Material for this task -
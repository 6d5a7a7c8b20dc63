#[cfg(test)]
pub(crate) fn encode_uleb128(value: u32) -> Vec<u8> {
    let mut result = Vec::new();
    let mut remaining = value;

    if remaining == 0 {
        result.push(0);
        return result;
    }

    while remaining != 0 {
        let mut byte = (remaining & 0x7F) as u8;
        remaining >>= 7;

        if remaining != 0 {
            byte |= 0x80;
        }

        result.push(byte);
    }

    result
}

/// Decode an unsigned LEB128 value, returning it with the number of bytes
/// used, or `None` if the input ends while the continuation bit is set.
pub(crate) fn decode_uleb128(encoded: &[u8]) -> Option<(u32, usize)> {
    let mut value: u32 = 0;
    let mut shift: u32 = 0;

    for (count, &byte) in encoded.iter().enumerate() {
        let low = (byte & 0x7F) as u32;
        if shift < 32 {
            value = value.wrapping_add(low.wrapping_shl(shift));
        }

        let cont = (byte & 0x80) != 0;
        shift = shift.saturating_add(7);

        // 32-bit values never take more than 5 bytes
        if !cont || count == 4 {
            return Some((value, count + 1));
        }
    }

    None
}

Task - Give every entry once more, exactly as it reads.

Answer to this exercise -
repository 6d5a7a7c8b20dc63
#[cfg(test)]
pub(crate) fn encode_uleb128(value: u32) -> Vec<u8> {
    let mut result = Vec::new();
    let mut remaining = value;

    if remaining == 0 {
        result.push(0);
        return result;
    }

    while remaining != 0 {
        let mut byte = (remaining & 0x7F) as u8;
        remaining >>= 7;

        if remaining != 0 {
            byte |= 0x80;
        }

        result.push(byte);
    }

    result
}

/// Decode an unsigned LEB128 value, returning it with the number of bytes
/// used, or `None` if the input ends while the continuation bit is set.
pub(crate) fn decode_uleb128(encoded: &[u8]) -> Option<(u32, usize)> {
    let mut value: u32 = 0;
    let mut shift: u32 = 0;

    for (count, &byte) in encoded.iter().enumerate() {
        let low = (byte & 0x7F) as u32;
        if shift < 32 {
            value = value.wrapping_add(low.wrapping_shl(shift));
        }

        let cont = (byte & 0x80) != 0;
        shift = shift.saturating_add(7);

        // 32-bit values never take more than 5 bytes
        if !cont || count == 4 {
            return Some((value, count + 1));
        }
    }

    None
}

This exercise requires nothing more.